A measure of expected volatility in emerging market currencies has risen.A measure of expected volatility in emerging market currencies has risen.

The declines mark a reversal from a months long rally that took emerging currencies and stocks to multiyear highs, as investors brushed off uncertainties surrounding global trade and politics to focus on strong economic growth in those nations. An MSCI index of emerging-market currencies has gained around 2% this year, while its benchmark emerging-market stock index has risen 1%. That compares with the S&P 500’s 0.7% decline and the Stoxx Europe’s 2.6% fall.
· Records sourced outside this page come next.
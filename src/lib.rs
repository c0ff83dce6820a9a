//! AAV Recorder Library
//!
//! Frame integration and recording core for analogue-video occultation
//! timing. Integrating analogue cameras repeat one exposure over several
//! video frames; this crate finds the exposure boundaries, averages each
//! exposure into one integrated frame and records the frames, with their
//! timing, into AAV files.
//!
//! # Architecture
//!
//! The system follows an explicit data flow:
//!
//! ```text
//! capture → analysis → integration → recording → aav
//!              (boundary)  (averaging)   (queue, writer thread)
//! ```
//!
//! A [`Session`] owns the whole pipeline. The capture side calls
//! [`Session::process_frame`] for every video frame; completed frames are
//! handed to a background writer thread while a recording is running.
//!
//! # Design Principles
//!
//! - **No lost frames**: stopping a recording drains every queued frame
//!   before the file is sealed
//! - **Crash tolerant files**: every frame is flushed when written, and
//!   unsealed files can still be read
//! - **Stable display metadata**: exposure status only changes on confirmed
//!   integration boundaries
//!
//! # Example
//!
//! ```no_run
//! use aav_recorder::{
//!     capture::{CameraConfig, FrameSource, MockCamera},
//!     Session,
//! };
//!
//! let config = CameraConfig::with_dimensions(720, 576);
//! let mut camera = MockCamera::new(4);
//! camera.open(&config).unwrap();
//!
//! let session = Session::new();
//! session.configure_camera(config).unwrap();
//! session.start_recording("occultation.aav").unwrap();
//!
//! for _ in 0..100 {
//!     let frame = camera.capture().unwrap();
//!     session.process_frame(frame.pixels(), frame.ticks());
//! }
//!
//! let summary = session.stop_recording().unwrap();
//! println!("{:?}", summary);
//! ```

#![warn(missing_docs)]
#![warn(rust_2018_idioms)]
#![deny(unsafe_code)]

pub mod aav;
pub mod analysis;
pub mod capture;
pub mod integration;
pub mod metrics;
pub mod recording;
pub mod session;
pub mod timing;

// Re-export commonly used types at crate root
pub use aav::{AavError, AavFileReader, AavFileWriter, ImageLayoutChoice};
pub use analysis::{DiffSignature, SignatureTracker};
pub use capture::{CameraConfig, FileConfig, FrameSource, MockCamera, RawFrame};
pub use integration::{
    FrameAccumulator, FrameProcessingStatus, ImageStatus, IntegratedFrame, MonochromeMode,
};
pub use recording::{FrameObserver, RecordingQueue, RecordingSummary};
pub use session::{Session, SessionError};
pub use timing::TimestampDecoder;

/// Library version.
pub const VERSION: &str = env!("CARGO_PKG_VERSION");
//! Little-endian primitives shared by the AAV writer and reader.

use std::io::Read;

use super::AavError;

pub(crate) fn put_u8(buf: &mut Vec<u8>, value: u8) {
    buf.push(value);
}

pub(crate) fn put_u16(buf: &mut Vec<u8>, value: u16) {
    buf.extend_from_slice(&value.to_le_bytes());
}

pub(crate) fn put_u32(buf: &mut Vec<u8>, value: u32) {
    buf.extend_from_slice(&value.to_le_bytes());
}

pub(crate) fn put_u64(buf: &mut Vec<u8>, value: u64) {
    buf.extend_from_slice(&value.to_le_bytes());
}

pub(crate) fn put_i64(buf: &mut Vec<u8>, value: i64) {
    buf.extend_from_slice(&value.to_le_bytes());
}

pub(crate) fn put_f32(buf: &mut Vec<u8>, value: f32) {
    buf.extend_from_slice(&value.to_le_bytes());
}

/// Writes a u16 length followed by the UTF-8 bytes, truncated to fit.
pub(crate) fn put_str(buf: &mut Vec<u8>, value: &str) {
    let mut end = value.len().min(u16::MAX as usize);
    while !value.is_char_boundary(end) {
        end -= 1;
    }
    put_u16(buf, end as u16);
    buf.extend_from_slice(&value.as_bytes()[..end]);
}

pub(crate) fn put_tags(buf: &mut Vec<u8>, tags: &[(String, String)]) {
    put_u16(buf, tags.len() as u16);
    for (key, value) in tags {
        put_str(buf, key);
        put_str(buf, value);
    }
}

fn read_array<const N: usize>(r: &mut impl Read) -> Result<[u8; N], AavError> {
    let mut bytes = [0u8; N];
    r.read_exact(&mut bytes)?;
    Ok(bytes)
}

pub(crate) fn read_u8(r: &mut impl Read) -> Result<u8, AavError> {
    Ok(read_array::<1>(r)?[0])
}

pub(crate) fn read_u16(r: &mut impl Read) -> Result<u16, AavError> {
    Ok(u16::from_le_bytes(read_array(r)?))
}

pub(crate) fn read_u32(r: &mut impl Read) -> Result<u32, AavError> {
    Ok(u32::from_le_bytes(read_array(r)?))
}

pub(crate) fn read_u64(r: &mut impl Read) -> Result<u64, AavError> {
    Ok(u64::from_le_bytes(read_array(r)?))
}

pub(crate) fn read_i64(r: &mut impl Read) -> Result<i64, AavError> {
    Ok(i64::from_le_bytes(read_array(r)?))
}

pub(crate) fn read_f32(r: &mut impl Read) -> Result<f32, AavError> {
    Ok(f32::from_le_bytes(read_array(r)?))
}

pub(crate) fn read_bytes(r: &mut impl Read, len: usize) -> Result<Vec<u8>, AavError> {
    let mut bytes = vec![0u8; len];
    r.read_exact(&mut bytes)?;
    Ok(bytes)
}

pub(crate) fn read_str(r: &mut impl Read) -> Result<String, AavError> {
    let len = read_u16(r)? as usize;
    String::from_utf8(read_bytes(r, len)?)
        .map_err(|e| AavError::Corrupt(format!("invalid UTF-8 string: {e}")))
}

pub(crate) fn read_tags(r: &mut impl Read) -> Result<Vec<(String, String)>, AavError> {
    let count = read_u16(r)?;
    let mut tags = Vec::with_capacity(count as usize);
    for _ in 0..count {
        let key = read_str(r)?;
        let value = read_str(r)?;
        tags.push((key, value));
    }
    Ok(tags)
}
A jump in volatility could also pressure countries whose currencies remain tied to the dollar, such as Saudi Arabia and Qatar. Pegged currencies are often allowed to trade only at a specific rate or within a tight band, and volatility can make upholding those levels more difficult as other factors—such as investor flows in and out of the country—buffet the currency.

Many developing nations linked their currencies to the dollar decades ago in a bid to insulate their economies from volatility. But the dollar’s surge from 2011 to 2016 and a multiyear commodity-price rout forced many countries to cut those ties as they became too expensive to maintain.

In 2014, Russia’s central bank began taking steps to allow the ruble to float freely as the country’s economy came under stress. Countries including Nigeria, Egypt and Kazakhstan have abandoned or loosened their ties to the dollar recently.

“Pegs don’t fare very well in a market that’s volatile,” said Mark McCormick, North American head of foreign exchange strategy at TD Securities. As markets become less stable, “the pegs will be challenged,” he said.